Task description
Here are some records; copy every line that holds the word "strict".

Listed records
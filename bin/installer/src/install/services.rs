use std::{collections::BTreeMap, path::PathBuf, time::Duration};

use anyhow::Context;
use command::run_standard_command;

use crate::{
  config::InstallConfig,
  error::InstallError,
  helpers::{phase_done, warn},
  install::templates,
};

const UNIT_DIR: &str = "/etc/systemd/system";

/// Every unit gets the same sandbox: the daemons only ever touch the
/// node base directory.
const UNIT_TEMPLATE: &str = r#"[Unit]
Description={{.Description}}
After=network-online.target{{.After}}
Wants=network-online.target{{.Requires}}

[Service]
User={{.User}}
Group={{.User}}
{{.Environment}}ExecStart={{.ExecStart}}
Restart=always
RestartSec=5
NoNewPrivileges=true
PrivateTmp=true
ProtectSystem=strict
ReadWritePaths={{.Base}}
StandardOutput=append:{{.LogFile}}
StandardError=append:{{.LogFile}}

[Install]
WantedBy=multi-user.target
"#;

struct ServiceSpec {
  name: &'static str,
  description: &'static str,
  exec_start: String,
  /// Unit names this one requires (and orders after).
  requires: Vec<&'static str>,
  environment: Vec<(String, String)>,
  log_name: &'static str,
}

impl ServiceSpec {
  fn unit_file(&self) -> PathBuf {
    PathBuf::from(UNIT_DIR).join(format!("{}.service", self.name))
  }

  fn render(&self, config: &InstallConfig) -> anyhow::Result<String> {
    let after = self
      .requires
      .iter()
      .map(|unit| format!(" {unit}.service"))
      .collect::<String>();
    let requires = if self.requires.is_empty() {
      String::new()
    } else {
      format!(
        "\nRequires={}",
        self
          .requires
          .iter()
          .map(|unit| format!("{unit}.service"))
          .collect::<Vec<_>>()
          .join(" ")
      )
    };
    let environment = self
      .environment
      .iter()
      .map(|(key, value)| format!("Environment={key}={value}\n"))
      .collect::<String>();
    let vars = BTreeMap::from([
      ("Description", self.description.to_string()),
      ("After", after),
      ("Requires", requires),
      ("User", orbit_client::entities::SERVICE_USER.to_string()),
      ("Environment", environment),
      ("ExecStart", self.exec_start.clone()),
      ("Base", config.paths.base.display().to_string()),
      (
        "LogFile",
        config.paths.log_file(self.log_name).display().to_string(),
      ),
    ]);
    templates::render(UNIT_TEMPLATE, &vars)
  }
}

fn units(config: &InstallConfig) -> Vec<ServiceSpec> {
  let paths = &config.paths;
  let mut units = vec![
    ServiceSpec {
      name: "orbit-ipfs",
      description: "Orbit object store (kubo)",
      exec_start: "/usr/local/bin/ipfs daemon --enable-gc".to_string(),
      requires: vec![],
      environment: vec![(
        "IPFS_PATH".to_string(),
        paths.object_store_repo().display().to_string(),
      )],
      log_name: "ipfs",
    },
    ServiceSpec {
      name: "orbit-olricd",
      description: "Orbit distributed cache",
      exec_start: format!(
        "/usr/local/bin/olricd -c {}",
        paths.config_file("olricd.yaml").display()
      ),
      requires: vec![],
      environment: vec![],
      log_name: "olricd",
    },
    ServiceSpec {
      name: "orbit-ipfs-cluster",
      description: "Orbit pin coordinator",
      exec_start: "/usr/local/bin/ipfs-cluster-service daemon"
        .to_string(),
      requires: vec!["orbit-ipfs"],
      environment: vec![(
        "IPFS_CLUSTER_PATH".to_string(),
        paths.pin_coordinator_dir().display().to_string(),
      )],
      log_name: "ipfs-cluster",
    },
    ServiceSpec {
      name: "orbitd",
      description: "Orbit node daemon and gateway",
      exec_start: paths.bin().join("orbitd").display().to_string(),
      requires: vec!["orbit-ipfs-cluster"],
      environment: vec![(
        "ORBITD_BASE_DIR".to_string(),
        paths.base.display().to_string(),
      )],
      log_name: "orbitd",
    },
  ];
  if config.nameserver {
    units.push(ServiceSpec {
      name: "orbit-coredns",
      description: "Orbit authoritative DNS proxy",
      exec_start: format!(
        "/usr/local/bin/coredns -conf {}",
        paths.config_file("Corefile").display()
      ),
      requires: vec!["orbitd"],
      environment: vec![],
      log_name: "coredns",
    });
  }
  units
}

/// Write every unit, reload the supervisor, then start in dependency
/// order. Individual start failures are logged, never fatal: the
/// operator inspects journal output.
pub async fn run(
  config: &InstallConfig,
) -> Result<(), InstallError> {
  let units = units(config);

  for unit in &units {
    let rendered =
      unit.render(config).map_err(InstallError::config)?;
    let path = unit.unit_file();
    std::fs::write(&path, rendered)
      .with_context(|| format!("Failed to write {path:?}"))
      .map_err(InstallError::config)?;
  }

  let reload =
    run_standard_command("systemctl daemon-reload", None).await;
  if !reload.success() {
    return Err(InstallError::config(anyhow::anyhow!(
      "systemctl daemon-reload failed | {}",
      reload.combined()
    )));
  }

  for unit in &units {
    let enable = run_standard_command(
      &format!("systemctl enable {}.service", unit.name),
      None,
    )
    .await;
    if !enable.success() {
      warn(format!(
        "failed to enable {} | {}",
        unit.name,
        enable.combined()
      ));
    }
  }

  // Infrastructure first, fired off without waiting.
  let mut first_wave = vec!["orbit-ipfs", "orbit-olricd"];
  if config.relay_or_port > 0 {
    first_wave.push("tor");
  }
  for name in first_wave {
    tokio::spawn(async move {
      let output = run_standard_command(
        &format!("systemctl start {name}"),
        None,
      )
      .await;
      if !output.success() {
        warn!("failed to start {name} | {}", output.combined());
      }
    });
  }

  // Let the object store's API come up before its dependents.
  tokio::time::sleep(Duration::from_secs(2)).await;

  start_logged("orbit-ipfs-cluster").await;
  start_logged("orbitd").await;
  if config.nameserver {
    start_logged("orbit-coredns").await;
  }

  phase_done("Start services");
  Ok(())
}

async fn start_logged(name: &str) {
  let output =
    run_standard_command(&format!("systemctl start {name}"), None)
      .await;
  if !output.success() {
    warn(format!(
      "failed to start {name} | {}",
      output.combined()
    ));
  }
}

#[cfg(test)]
mod tests {
  use orbit_client::entities::node::NodePaths;

  use super::*;
  use crate::config::InstallConfig;

  fn test_config(nameserver: bool) -> InstallConfig {
    InstallConfig {
      vps_ip: "203.0.113.1".parse().unwrap(),
      domain: None,
      base_domain: "example.net".to_string(),
      branch: crate::config::Branch::Main,
      no_pull: false,
      force: false,
      dry_run: false,
      skip_checks: false,
      nameserver,
      join: None,
      cluster_secret: None,
      swarm_key: None,
      bootstrap_peers: Vec::new(),
      paths: NodePaths::new("/home/orbit/.orbit"),
      ssh_port: 22,
      relay_or_port: 0,
      logging: Default::default(),
    }
  }

  #[test]
  fn pin_coordinator_requires_object_store() {
    let config = test_config(false);
    let units = units(&config);
    let cluster = units
      .iter()
      .find(|u| u.name == "orbit-ipfs-cluster")
      .unwrap();
    let rendered = cluster.render(&config).unwrap();
    assert!(rendered.contains("Requires=orbit-ipfs.service"));
    assert!(
      rendered
        .contains("After=network-online.target orbit-ipfs.service")
    );
  }

  #[test]
  fn daemon_requires_pin_coordinator() {
    let config = test_config(false);
    let units = units(&config);
    let orbitd =
      units.iter().find(|u| u.name == "orbitd").unwrap();
    let rendered = orbitd.render(&config).unwrap();
    assert!(
      rendered.contains("Requires=orbit-ipfs-cluster.service")
    );
  }

  #[test]
  fn units_carry_the_hardening_set() {
    let config = test_config(false);
    for unit in units(&config) {
      let rendered = unit.render(&config).unwrap();
      for line in [
        "NoNewPrivileges=true",
        "PrivateTmp=true",
        "ProtectSystem=strict",
        "ReadWritePaths=/home/orbit/.orbit",
        "Restart=always",
        "RestartSec=5",
        "User=orbit",
      ] {
        assert!(
          rendered.contains(line),
          "{} unit missing {line}",
          unit.name
        );
      }
    }
  }

  #[test]
  fn coredns_only_on_nameserver_hosts() {
    assert!(
      !units(&test_config(false))
        .iter()
        .any(|u| u.name == "orbit-coredns")
    );
    let with = units(&test_config(true));
    let coredns = with
      .iter()
      .find(|u| u.name == "orbit-coredns")
      .unwrap();
    assert_eq!(coredns.requires, vec!["orbitd"]);
  }

  #[test]
  fn unit_renders_log_redirection() {
    let config = test_config(false);
    let units = units(&config);
    let ipfs =
      units.iter().find(|u| u.name == "orbit-ipfs").unwrap();
    let rendered = ipfs.render(&config).unwrap();
    assert!(rendered.contains(
      "StandardOutput=append:/home/orbit/.orbit/logs/ipfs.log"
    ));
  }
}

Written response
ProtectSystem=strict
        "ProtectSystem=strict",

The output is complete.